In 2011 Dr Fitzpatrick chaired a multidisciplinary team of clinicians and health managers which highlighted a number of significant clinical risks across a network of hospitals. A strategy was developed to deal with the issues but, he said, there was no response,

“It is also of concern that many of the risks highlighted in the 2011 tri-hospital submission are still present throughout the country.”

Dr Fitzpatrick said the maternity strategy had to be more than a “cut-and-paste” exercise of generalisa-tions, as many previous reports had been. “Most importantly, it must be a political priority with a life expectancy beyond the next election.”

Dr Fitzpatrick pointed to the National Cancer Control Programme as an example of how political prioritisation improved clinical outcomes.

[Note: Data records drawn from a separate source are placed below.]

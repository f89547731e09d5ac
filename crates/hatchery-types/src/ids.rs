//! Type-safe identifier wrappers around [`Uuid`].
//!
//! Creature identities use UUID v7 (time-ordered) so that stored rows sort
//! naturally by creation time.

use core::str::FromStr;

use serde::{Deserialize, Serialize};
use ts_rs::TS;
use uuid::Uuid;

/// Generates a newtype wrapper around [`Uuid`] with standard derives.
macro_rules! define_id {
    (
        $(#[$meta:meta])*
        $name:ident
    ) => {
        $(#[$meta])*
        #[derive(Debug, Clone, Copy, PartialEq, Eq, PartialOrd, Ord, Hash, Serialize, Deserialize, TS)]
        #[ts(export, export_to = "bindings/")]
        pub struct $name(pub Uuid);

        impl $name {
            /// Create a new identifier using UUID v7 (time-ordered).
            pub fn new() -> Self {
                Self(Uuid::now_v7())
            }

            /// Return the inner [`Uuid`] value.
            pub const fn into_inner(self) -> Uuid {
                self.0
            }
        }

        impl Default for $name {
            fn default() -> Self {
                Self::new()
            }
        }

        impl core::fmt::Display for $name {
            fn fmt(&self, f: &mut core::fmt::Formatter<'_>) -> core::fmt::Result {
                write!(f, "{}", self.0)
            }
        }

        impl From<Uuid> for $name {
            fn from(id: Uuid) -> Self {
                Self(id)
            }
        }

        impl From<$name> for Uuid {
            fn from(id: $name) -> Self {
                id.0
            }
        }

        impl FromStr for $name {
            type Err = uuid::Error;

            fn from_str(s: &str) -> Result<Self, Self::Err> {
                Uuid::parse_str(s).map(Self)
            }
        }
    };
}

define_id! {
    /// Unique identifier for a creature record in the collection.
    CreatureId
}
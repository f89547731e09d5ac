//! Configuration types for the generation client.
//!
//! Loaded from environment variables: which text backend to use (with its
//! URL, API key, and model name) and where to send image requests.

use std::time::Duration;

use crate::error::GenerationError;

/// Default per-request timeout enforced by the HTTP client.
const DEFAULT_REQUEST_TIMEOUT_SECS: u64 = 90;

/// Default image model when `LLM_IMAGE_MODEL` is unset.
const DEFAULT_IMAGE_MODEL: &str = "dall-e-3";

/// Complete generation client configuration.
#[derive(Debug, Clone)]
pub struct GeneratorConfig {
    /// Text (JSON) completion backend.
    pub text: TextBackendConfig,
    /// Image synthesis backend.
    pub image: ImageBackendConfig,
    /// Maximum time for a single HTTP request.
    pub request_timeout: Duration,
    /// Directory overriding the built-in prompt templates.
    pub templates_dir: Option<String>,
}

/// Configuration for the text completion backend.
#[derive(Debug, Clone)]
pub struct TextBackendConfig {
    /// The backend type.
    pub backend_type: BackendType,
    /// Base API URL (e.g. `https://api.openai.com/v1`).
    pub api_url: String,
    /// API key for authentication.
    pub api_key: String,
    /// Model identifier.
    pub model: String,
}

/// Configuration for the image synthesis backend.
///
/// Always an `OpenAI`-compatible `images/generations` endpoint.
#[derive(Debug, Clone)]
pub struct ImageBackendConfig {
    /// Base API URL.
    pub api_url: String,
    /// API key for authentication.
    pub api_key: String,
    /// Model identifier.
    pub model: String,
}

/// Supported text backend types.
#[derive(Debug, Clone, Copy, PartialEq, Eq)]
pub enum BackendType {
    /// `OpenAI`-compatible chat completions API with JSON-schema output.
    OpenAi,
    /// Anthropic Messages API.
    Anthropic,
}

impl BackendType {
    /// Parse a backend name as written in the environment.
    ///
    /// # Errors
    ///
    /// Returns [`GenerationError::Config`] for unknown names.
    pub fn parse(name: &str) -> Result<Self, GenerationError> {
        match name.to_lowercase().as_str() {
            "openai" | "deepseek" | "ollama" => Ok(Self::OpenAi),
            "anthropic" | "claude" => Ok(Self::Anthropic),
            other => Err(GenerationError::Config(format!(
                "unknown backend type: {other}"
            ))),
        }
    }
}

impl GeneratorConfig {
    /// Load configuration from environment variables.
    ///
    /// Required variables:
    /// - `LLM_TEXT_BACKEND` -- text backend type (`openai`, `anthropic`, ...)
    /// - `LLM_TEXT_API_URL` -- text API base URL
    /// - `LLM_TEXT_API_KEY` -- text API key
    /// - `LLM_TEXT_MODEL` -- text model name
    /// - `LLM_IMAGE_API_URL` -- image API base URL
    /// - `LLM_IMAGE_API_KEY` -- image API key
    ///
    /// Optional variables:
    /// - `LLM_IMAGE_MODEL` -- image model name (default `dall-e-3`)
    /// - `HATCHERY_REQUEST_TIMEOUT_SECS` -- per-request timeout (default 90)
    /// - `HATCHERY_TEMPLATES_DIR` -- prompt template overrides
    pub fn from_env() -> Result<Self, GenerationError> {
        let text = TextBackendConfig {
            backend_type: BackendType::parse(&env_var("LLM_TEXT_BACKEND")?)?,
            api_url: env_var("LLM_TEXT_API_URL")?,
            api_key: env_var("LLM_TEXT_API_KEY")?,
            model: env_var("LLM_TEXT_MODEL")?,
        };

        let image = ImageBackendConfig {
            api_url: env_var("LLM_IMAGE_API_URL")?,
            api_key: env_var("LLM_IMAGE_API_KEY")?,
            model: std::env::var("LLM_IMAGE_MODEL")
                .unwrap_or_else(|_| DEFAULT_IMAGE_MODEL.to_owned()),
        };

        let timeout_secs: u64 = std::env::var("HATCHERY_REQUEST_TIMEOUT_SECS")
            .unwrap_or_else(|_| DEFAULT_REQUEST_TIMEOUT_SECS.to_string())
            .parse()
            .map_err(|e| {
                GenerationError::Config(format!("invalid HATCHERY_REQUEST_TIMEOUT_SECS: {e}"))
            })?;

        let templates_dir = std::env::var("HATCHERY_TEMPLATES_DIR").ok();

        Ok(Self {
            text,
            image,
            request_timeout: Duration::from_secs(timeout_secs),
            templates_dir,
        })
    }
}

/// Read a required environment variable.
fn env_var(name: &str) -> Result<String, GenerationError> {
    std::env::var(name)
        .map_err(|e| GenerationError::Config(format!("missing required env var {name}: {e}")))
}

He believes Health Minister Leo Varadkar should establish a National Women and Infants Programme to drive change and clinical excellence. “The minister must act decisively to restore confidence in this service, otherwise there will be more critical incidents, more traumatised mothers, fathers, babies, and families — and ever fewer school-leavers and graduates will choose to become midwives or obstetricians in this country.”

Senator John Crown, a consultant oncologist, said Ireland did not have any excellent obstetric centre.

While staff were well trained and do a heroic job, the circumstances in which they are forced to work and the back-up they had was far from ideal, he claimed. “Maybe there is going to be a ‘Road to Damascus’ moment with the health service. I don’t see it coming.”